◆ **Task directions**:
The answer should consist of each line from the data below that includes "axis".

◆ **Extracted material**:
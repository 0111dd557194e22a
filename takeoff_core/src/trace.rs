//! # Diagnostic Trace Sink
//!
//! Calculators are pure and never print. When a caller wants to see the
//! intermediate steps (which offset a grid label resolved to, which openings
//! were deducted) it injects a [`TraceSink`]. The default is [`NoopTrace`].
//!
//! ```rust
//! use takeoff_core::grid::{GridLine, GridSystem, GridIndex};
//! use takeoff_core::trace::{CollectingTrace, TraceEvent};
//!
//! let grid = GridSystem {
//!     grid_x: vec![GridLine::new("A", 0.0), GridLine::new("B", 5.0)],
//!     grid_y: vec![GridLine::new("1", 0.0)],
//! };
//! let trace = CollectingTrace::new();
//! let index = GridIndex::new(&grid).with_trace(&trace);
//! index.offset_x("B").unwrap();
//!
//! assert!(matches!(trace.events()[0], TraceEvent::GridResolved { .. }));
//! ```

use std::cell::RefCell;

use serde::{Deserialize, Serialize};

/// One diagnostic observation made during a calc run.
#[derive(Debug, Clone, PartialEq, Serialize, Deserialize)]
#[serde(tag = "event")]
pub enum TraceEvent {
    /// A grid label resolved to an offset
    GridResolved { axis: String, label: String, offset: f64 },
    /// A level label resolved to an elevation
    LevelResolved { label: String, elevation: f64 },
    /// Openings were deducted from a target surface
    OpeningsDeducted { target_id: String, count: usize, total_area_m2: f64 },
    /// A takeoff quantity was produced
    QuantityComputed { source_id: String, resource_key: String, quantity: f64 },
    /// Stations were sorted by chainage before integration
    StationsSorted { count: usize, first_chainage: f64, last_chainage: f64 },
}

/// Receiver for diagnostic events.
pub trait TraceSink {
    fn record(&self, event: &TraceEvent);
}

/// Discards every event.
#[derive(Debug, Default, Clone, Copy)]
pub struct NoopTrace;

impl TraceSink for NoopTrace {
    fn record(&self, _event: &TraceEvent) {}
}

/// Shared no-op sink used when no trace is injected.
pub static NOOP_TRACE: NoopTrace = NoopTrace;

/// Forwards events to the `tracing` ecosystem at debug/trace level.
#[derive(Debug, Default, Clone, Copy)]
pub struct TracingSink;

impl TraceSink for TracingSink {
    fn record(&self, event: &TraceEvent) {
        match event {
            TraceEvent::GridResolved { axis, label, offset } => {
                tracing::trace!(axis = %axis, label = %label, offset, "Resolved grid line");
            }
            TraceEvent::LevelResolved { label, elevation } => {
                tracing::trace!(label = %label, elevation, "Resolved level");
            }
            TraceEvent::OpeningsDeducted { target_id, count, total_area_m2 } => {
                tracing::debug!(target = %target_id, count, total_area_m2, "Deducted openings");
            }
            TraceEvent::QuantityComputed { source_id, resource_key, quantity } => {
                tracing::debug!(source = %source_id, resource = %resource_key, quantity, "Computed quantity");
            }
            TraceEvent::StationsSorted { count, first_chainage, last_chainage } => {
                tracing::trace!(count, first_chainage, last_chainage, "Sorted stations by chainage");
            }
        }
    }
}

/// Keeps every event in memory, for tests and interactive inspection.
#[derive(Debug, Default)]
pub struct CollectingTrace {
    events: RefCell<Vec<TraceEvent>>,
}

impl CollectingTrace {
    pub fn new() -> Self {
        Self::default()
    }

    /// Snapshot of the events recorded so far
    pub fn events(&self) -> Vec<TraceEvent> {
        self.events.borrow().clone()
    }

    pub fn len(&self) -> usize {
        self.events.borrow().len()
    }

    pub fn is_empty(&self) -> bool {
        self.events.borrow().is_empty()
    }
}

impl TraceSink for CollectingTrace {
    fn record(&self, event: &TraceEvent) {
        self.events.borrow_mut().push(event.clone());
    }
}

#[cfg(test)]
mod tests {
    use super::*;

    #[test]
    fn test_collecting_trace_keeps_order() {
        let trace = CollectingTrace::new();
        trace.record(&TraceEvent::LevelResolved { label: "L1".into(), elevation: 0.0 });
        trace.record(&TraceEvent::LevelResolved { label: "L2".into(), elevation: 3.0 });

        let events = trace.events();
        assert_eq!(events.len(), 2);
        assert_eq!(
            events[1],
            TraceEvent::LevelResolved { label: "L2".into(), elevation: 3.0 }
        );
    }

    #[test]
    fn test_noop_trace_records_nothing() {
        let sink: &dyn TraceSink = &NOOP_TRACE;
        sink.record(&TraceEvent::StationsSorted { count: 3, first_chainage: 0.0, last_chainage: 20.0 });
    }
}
---
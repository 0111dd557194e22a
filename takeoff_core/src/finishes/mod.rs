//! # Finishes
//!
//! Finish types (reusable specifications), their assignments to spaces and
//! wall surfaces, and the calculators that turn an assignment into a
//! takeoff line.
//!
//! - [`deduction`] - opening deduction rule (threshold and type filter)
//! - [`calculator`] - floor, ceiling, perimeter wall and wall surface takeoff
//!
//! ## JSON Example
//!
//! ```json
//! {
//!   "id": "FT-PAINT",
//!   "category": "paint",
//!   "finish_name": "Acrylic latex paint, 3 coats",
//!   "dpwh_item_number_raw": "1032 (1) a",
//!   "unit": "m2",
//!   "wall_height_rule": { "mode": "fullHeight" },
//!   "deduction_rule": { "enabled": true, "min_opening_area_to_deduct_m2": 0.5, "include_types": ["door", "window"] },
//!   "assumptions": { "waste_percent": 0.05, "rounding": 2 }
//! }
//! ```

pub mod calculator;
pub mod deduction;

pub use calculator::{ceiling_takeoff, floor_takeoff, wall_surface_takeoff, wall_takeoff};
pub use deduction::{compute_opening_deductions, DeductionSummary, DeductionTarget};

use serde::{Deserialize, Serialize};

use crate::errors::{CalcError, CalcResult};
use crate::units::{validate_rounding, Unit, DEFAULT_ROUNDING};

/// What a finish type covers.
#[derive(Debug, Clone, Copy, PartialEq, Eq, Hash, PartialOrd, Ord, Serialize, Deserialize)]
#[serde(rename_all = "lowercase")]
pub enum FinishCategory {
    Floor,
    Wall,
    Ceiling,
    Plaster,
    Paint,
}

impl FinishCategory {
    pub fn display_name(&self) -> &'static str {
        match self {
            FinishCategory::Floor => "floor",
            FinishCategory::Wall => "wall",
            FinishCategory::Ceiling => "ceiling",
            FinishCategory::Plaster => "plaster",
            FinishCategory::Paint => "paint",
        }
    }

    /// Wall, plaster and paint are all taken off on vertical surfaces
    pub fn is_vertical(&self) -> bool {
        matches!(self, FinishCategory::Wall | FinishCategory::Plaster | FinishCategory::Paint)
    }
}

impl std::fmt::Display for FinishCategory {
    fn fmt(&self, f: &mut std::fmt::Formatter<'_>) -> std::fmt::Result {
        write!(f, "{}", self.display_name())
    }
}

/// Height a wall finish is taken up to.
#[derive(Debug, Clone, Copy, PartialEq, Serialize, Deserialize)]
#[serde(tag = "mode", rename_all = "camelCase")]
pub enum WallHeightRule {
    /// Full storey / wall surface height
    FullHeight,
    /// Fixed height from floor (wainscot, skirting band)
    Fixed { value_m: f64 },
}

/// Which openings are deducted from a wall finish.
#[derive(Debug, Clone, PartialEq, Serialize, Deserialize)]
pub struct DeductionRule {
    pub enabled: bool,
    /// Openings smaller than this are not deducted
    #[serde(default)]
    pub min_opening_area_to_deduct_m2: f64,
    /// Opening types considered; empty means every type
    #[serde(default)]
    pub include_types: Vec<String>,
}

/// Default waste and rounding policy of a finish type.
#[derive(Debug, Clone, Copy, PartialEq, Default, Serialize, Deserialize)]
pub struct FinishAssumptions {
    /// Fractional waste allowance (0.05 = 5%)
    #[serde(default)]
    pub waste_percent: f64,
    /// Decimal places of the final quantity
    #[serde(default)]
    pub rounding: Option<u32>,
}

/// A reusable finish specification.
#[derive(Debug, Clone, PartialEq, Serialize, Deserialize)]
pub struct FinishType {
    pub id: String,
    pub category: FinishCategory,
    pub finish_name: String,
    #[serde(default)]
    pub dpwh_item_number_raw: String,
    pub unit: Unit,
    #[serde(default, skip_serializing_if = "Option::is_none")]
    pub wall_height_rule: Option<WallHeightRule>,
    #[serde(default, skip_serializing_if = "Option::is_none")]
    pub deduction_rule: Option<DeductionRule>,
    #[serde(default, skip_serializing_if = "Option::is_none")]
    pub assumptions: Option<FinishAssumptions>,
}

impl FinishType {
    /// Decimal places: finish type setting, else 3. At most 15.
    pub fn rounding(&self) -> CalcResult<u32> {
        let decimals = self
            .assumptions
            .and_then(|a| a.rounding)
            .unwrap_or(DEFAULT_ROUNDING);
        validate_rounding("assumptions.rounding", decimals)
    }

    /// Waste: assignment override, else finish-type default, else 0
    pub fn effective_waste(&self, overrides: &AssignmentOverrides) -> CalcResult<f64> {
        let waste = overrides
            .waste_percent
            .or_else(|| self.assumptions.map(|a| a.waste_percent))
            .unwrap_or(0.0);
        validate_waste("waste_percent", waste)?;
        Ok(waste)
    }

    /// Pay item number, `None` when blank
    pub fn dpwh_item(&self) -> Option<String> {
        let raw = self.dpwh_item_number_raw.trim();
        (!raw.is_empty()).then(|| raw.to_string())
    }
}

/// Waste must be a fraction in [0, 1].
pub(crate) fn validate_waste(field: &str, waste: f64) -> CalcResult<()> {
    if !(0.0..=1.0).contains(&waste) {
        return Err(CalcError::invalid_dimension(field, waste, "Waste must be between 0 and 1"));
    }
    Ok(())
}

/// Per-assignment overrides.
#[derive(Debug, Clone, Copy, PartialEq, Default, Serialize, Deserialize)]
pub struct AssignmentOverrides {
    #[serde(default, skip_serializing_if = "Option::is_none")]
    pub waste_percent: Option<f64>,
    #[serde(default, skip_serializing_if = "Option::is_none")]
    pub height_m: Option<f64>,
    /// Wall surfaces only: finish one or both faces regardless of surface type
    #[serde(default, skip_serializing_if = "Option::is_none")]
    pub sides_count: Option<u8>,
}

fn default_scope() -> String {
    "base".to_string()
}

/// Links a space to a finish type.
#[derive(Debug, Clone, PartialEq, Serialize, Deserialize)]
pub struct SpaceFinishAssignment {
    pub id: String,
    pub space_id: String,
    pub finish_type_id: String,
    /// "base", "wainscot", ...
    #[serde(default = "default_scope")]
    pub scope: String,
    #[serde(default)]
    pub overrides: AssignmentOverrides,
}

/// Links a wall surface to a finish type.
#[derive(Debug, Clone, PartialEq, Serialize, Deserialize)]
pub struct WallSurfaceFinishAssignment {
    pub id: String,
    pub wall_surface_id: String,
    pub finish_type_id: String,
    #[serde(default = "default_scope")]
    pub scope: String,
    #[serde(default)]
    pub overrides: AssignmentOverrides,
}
==
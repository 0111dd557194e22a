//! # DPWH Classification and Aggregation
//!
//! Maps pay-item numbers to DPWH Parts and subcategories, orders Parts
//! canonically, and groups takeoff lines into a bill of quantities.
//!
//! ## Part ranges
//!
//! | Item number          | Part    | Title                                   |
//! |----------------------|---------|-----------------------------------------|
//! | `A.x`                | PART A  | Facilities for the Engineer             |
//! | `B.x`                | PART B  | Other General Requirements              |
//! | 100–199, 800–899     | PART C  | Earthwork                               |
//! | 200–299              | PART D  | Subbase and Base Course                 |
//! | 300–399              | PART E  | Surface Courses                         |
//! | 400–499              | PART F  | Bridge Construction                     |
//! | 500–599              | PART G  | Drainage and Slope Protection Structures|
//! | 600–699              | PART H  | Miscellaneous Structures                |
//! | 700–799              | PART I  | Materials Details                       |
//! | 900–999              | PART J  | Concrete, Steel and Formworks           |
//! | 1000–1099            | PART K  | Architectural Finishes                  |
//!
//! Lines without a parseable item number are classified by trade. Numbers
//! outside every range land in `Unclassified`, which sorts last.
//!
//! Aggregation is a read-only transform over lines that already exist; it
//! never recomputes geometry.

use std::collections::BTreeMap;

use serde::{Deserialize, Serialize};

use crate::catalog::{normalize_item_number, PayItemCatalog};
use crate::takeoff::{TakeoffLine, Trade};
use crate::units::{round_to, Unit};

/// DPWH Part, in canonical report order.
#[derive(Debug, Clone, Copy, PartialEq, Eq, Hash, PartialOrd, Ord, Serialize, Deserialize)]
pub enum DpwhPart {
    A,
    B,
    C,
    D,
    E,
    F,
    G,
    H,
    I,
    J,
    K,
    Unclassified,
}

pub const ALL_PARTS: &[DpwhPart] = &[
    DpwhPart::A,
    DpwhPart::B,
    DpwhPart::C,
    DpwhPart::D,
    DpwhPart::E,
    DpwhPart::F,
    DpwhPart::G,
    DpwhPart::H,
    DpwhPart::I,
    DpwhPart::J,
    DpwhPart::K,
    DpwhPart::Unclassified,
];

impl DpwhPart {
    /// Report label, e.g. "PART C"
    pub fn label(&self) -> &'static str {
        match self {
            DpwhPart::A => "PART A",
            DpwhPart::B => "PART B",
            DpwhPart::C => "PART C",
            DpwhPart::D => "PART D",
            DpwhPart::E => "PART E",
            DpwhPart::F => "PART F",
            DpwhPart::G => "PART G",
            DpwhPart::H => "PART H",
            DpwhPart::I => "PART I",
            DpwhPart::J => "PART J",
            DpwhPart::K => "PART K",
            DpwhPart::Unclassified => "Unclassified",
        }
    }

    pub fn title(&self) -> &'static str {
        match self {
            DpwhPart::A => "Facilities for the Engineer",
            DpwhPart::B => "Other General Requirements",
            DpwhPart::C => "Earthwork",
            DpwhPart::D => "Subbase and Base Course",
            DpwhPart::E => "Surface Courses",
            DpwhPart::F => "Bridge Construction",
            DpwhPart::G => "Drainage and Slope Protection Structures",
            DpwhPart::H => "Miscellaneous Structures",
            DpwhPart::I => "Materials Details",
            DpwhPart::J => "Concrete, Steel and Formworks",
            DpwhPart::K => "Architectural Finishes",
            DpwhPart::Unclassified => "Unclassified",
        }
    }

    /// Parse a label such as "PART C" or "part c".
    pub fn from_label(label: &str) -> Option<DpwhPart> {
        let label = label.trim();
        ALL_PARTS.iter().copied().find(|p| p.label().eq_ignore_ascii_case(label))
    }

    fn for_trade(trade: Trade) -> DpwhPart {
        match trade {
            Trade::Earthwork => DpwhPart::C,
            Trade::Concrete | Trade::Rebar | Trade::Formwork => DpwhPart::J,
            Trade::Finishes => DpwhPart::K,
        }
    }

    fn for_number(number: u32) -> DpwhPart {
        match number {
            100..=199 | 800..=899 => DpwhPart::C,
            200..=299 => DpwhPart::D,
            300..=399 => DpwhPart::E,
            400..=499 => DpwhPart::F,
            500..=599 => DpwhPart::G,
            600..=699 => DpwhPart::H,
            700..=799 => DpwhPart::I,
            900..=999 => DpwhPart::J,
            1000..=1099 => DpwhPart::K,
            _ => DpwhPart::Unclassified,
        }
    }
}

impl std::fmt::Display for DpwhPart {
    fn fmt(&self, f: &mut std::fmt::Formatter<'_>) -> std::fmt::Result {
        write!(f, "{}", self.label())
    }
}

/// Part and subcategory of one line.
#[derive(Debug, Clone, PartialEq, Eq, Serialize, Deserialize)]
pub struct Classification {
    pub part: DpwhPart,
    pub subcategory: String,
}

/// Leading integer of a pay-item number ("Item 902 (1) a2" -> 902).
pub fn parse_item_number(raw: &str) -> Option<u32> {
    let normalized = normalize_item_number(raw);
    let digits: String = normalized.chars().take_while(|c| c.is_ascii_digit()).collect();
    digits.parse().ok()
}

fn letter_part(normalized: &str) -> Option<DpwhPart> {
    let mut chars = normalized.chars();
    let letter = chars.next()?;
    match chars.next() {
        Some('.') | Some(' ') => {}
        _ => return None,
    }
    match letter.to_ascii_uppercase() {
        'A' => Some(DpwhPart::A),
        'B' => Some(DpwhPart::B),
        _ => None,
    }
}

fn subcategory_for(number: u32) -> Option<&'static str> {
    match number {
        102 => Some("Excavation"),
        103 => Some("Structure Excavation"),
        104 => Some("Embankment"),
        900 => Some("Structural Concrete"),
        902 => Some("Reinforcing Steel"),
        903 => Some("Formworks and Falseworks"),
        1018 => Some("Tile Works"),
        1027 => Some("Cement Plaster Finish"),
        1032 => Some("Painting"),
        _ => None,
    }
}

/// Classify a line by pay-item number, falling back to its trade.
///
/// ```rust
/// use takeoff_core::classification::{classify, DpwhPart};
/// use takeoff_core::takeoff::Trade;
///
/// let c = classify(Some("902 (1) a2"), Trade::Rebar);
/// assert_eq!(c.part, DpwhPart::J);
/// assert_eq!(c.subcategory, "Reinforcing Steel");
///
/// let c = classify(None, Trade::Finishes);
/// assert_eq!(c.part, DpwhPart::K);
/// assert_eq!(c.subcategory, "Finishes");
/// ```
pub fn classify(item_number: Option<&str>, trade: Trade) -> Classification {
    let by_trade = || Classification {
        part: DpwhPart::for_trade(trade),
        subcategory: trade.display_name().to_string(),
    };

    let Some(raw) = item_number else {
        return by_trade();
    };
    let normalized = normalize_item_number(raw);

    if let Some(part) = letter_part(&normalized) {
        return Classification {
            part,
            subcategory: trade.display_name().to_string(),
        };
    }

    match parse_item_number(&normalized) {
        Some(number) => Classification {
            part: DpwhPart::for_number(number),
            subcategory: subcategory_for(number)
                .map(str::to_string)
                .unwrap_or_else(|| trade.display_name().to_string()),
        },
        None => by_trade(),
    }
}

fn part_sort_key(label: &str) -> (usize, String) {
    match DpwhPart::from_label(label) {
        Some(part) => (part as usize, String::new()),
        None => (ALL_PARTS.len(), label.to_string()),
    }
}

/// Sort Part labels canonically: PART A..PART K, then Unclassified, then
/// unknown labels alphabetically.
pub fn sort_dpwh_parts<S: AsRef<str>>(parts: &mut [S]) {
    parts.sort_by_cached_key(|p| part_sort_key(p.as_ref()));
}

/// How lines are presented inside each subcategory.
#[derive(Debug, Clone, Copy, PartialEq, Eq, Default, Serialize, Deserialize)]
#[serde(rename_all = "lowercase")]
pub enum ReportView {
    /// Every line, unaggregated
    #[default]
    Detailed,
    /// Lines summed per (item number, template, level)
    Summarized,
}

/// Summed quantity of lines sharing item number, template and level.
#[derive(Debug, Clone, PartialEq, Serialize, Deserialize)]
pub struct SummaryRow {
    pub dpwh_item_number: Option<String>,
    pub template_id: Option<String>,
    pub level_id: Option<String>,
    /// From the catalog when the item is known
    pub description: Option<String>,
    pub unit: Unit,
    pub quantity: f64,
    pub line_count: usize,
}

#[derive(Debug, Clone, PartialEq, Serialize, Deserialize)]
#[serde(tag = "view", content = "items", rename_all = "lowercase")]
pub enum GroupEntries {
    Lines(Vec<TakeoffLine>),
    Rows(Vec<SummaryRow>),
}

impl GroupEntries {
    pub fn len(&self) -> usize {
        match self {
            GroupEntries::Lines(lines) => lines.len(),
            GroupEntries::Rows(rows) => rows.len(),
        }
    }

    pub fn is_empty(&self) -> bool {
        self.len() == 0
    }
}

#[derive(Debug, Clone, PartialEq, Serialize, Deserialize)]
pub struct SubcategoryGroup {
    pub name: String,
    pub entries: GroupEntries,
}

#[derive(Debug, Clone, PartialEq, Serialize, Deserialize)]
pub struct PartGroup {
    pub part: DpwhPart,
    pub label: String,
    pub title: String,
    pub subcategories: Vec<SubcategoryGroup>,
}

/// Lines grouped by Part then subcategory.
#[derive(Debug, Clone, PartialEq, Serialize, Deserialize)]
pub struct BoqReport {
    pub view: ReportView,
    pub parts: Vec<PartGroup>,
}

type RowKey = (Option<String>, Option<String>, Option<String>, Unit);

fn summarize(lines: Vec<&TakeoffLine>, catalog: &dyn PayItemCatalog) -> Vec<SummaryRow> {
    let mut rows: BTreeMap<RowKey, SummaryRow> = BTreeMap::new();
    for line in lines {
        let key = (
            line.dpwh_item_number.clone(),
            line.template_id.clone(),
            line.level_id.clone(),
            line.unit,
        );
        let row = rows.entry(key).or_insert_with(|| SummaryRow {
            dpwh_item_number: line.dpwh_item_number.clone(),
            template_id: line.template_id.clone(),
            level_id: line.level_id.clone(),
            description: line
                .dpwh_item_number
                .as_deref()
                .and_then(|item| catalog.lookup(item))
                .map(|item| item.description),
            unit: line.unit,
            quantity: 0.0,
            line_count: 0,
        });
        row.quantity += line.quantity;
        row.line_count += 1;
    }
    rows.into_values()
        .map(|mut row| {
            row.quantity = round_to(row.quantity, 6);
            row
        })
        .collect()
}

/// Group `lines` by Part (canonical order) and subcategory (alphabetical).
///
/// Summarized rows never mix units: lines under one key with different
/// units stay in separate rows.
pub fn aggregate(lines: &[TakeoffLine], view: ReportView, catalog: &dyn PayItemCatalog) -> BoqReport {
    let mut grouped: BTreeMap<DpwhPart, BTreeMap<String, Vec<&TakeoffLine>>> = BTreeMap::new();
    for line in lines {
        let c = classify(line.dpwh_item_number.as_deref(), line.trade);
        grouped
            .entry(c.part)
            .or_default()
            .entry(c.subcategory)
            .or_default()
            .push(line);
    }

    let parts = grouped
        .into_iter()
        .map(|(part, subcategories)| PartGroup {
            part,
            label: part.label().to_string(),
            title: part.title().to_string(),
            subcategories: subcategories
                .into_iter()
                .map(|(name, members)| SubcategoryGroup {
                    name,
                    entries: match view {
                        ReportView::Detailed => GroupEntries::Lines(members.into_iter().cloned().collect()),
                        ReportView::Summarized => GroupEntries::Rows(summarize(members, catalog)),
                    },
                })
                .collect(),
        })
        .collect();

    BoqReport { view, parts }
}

◆ **Response to the task**:
    GridResolved { axis: String, label: String, offset: f64 },
            TraceEvent::GridResolved { axis, label, offset } => {
                tracing::trace!(axis = %axis, label = %label, offset, "Resolved grid line");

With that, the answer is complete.